Task goal. Below is some data. Retype exactly the lines starting at the one with "must have positive" and ending at the one with "image URL must".

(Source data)
★ ★ ★ ★ ★ ★ ★

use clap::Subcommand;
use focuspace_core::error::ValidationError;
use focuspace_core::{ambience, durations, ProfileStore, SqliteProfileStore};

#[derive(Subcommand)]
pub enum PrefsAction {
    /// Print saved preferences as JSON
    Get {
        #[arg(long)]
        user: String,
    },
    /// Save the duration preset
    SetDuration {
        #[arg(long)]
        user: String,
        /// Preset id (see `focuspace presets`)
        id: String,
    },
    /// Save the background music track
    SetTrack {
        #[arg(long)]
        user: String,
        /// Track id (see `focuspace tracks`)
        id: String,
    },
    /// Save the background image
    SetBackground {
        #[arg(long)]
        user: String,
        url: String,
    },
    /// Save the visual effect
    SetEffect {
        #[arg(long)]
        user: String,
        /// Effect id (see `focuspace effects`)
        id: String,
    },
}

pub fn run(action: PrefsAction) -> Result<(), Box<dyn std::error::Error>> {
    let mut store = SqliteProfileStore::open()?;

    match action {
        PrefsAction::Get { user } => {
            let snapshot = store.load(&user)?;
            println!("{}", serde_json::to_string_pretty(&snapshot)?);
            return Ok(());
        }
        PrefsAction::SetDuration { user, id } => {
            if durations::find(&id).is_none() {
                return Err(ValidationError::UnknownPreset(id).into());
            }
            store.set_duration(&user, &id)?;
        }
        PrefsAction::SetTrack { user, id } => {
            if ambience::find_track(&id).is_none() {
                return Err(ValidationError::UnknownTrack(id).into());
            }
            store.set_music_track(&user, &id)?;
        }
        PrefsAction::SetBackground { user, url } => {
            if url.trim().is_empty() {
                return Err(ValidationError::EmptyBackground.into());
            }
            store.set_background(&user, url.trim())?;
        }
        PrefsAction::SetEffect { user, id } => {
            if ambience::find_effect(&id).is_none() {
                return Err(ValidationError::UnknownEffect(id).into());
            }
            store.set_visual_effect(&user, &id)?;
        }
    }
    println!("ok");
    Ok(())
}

★ ★ ★ ★ ★ ★ ★

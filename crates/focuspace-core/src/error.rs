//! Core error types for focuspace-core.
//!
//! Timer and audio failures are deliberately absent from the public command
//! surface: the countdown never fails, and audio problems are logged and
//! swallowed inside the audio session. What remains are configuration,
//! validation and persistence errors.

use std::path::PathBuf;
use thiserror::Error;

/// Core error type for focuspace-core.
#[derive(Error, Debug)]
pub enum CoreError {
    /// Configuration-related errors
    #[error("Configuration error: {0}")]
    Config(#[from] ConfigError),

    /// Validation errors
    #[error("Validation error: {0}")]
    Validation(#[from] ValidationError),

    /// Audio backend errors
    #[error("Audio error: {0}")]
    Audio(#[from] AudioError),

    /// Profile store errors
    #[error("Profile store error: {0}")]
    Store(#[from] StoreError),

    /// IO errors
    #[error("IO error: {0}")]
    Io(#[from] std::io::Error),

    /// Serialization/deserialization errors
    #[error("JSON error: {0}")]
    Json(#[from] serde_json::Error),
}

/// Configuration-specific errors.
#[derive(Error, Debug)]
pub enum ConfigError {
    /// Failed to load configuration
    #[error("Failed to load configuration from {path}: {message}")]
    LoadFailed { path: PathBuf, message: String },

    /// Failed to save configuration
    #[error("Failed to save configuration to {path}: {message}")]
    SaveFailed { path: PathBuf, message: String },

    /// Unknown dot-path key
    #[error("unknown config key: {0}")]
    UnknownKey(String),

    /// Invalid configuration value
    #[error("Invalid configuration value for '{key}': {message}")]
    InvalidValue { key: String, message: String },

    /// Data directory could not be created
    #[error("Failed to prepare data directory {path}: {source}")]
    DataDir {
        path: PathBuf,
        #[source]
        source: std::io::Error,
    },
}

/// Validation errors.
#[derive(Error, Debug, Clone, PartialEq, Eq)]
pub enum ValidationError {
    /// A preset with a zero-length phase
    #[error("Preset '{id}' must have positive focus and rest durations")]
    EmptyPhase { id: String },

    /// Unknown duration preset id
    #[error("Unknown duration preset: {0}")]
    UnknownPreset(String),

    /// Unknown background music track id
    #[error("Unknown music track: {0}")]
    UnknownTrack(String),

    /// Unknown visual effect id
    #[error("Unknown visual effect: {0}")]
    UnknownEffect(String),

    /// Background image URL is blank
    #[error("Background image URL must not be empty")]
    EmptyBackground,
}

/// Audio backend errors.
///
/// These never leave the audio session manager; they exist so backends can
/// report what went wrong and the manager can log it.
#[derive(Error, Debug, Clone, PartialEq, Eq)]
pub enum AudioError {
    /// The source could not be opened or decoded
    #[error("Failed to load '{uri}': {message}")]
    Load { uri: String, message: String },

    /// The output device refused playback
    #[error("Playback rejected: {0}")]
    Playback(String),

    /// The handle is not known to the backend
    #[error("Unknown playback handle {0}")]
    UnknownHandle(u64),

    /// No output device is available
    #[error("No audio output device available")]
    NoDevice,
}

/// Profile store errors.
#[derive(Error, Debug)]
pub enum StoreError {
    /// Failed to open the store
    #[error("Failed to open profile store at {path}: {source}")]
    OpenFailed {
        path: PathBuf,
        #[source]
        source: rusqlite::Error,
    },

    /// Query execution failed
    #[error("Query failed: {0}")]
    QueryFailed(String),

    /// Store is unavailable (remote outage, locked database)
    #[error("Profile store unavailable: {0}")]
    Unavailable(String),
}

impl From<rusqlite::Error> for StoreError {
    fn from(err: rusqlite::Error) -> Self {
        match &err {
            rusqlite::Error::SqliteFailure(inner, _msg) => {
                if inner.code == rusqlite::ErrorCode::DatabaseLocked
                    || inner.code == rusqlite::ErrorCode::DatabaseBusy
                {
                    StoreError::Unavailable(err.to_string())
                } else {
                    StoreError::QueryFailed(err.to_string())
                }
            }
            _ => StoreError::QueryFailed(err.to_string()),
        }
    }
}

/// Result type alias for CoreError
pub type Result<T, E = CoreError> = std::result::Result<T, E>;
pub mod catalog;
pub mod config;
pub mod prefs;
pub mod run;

★ ★ ★ ★ ★ ★ ★

Result.
    #[error("Preset '{id}' must have positive focus and rest durations")]
    EmptyPhase { id: String },

    /// Unknown duration preset id
    #[error("Unknown duration preset: {0}")]
    UnknownPreset(String),

    /// Unknown background music track id
    #[error("Unknown music track: {0}")]
    UnknownTrack(String),

    /// Unknown visual effect id
    #[error("Unknown visual effect: {0}")]
    UnknownEffect(String),

    /// Background image URL is blank
    #[error("Background image URL must not be empty")]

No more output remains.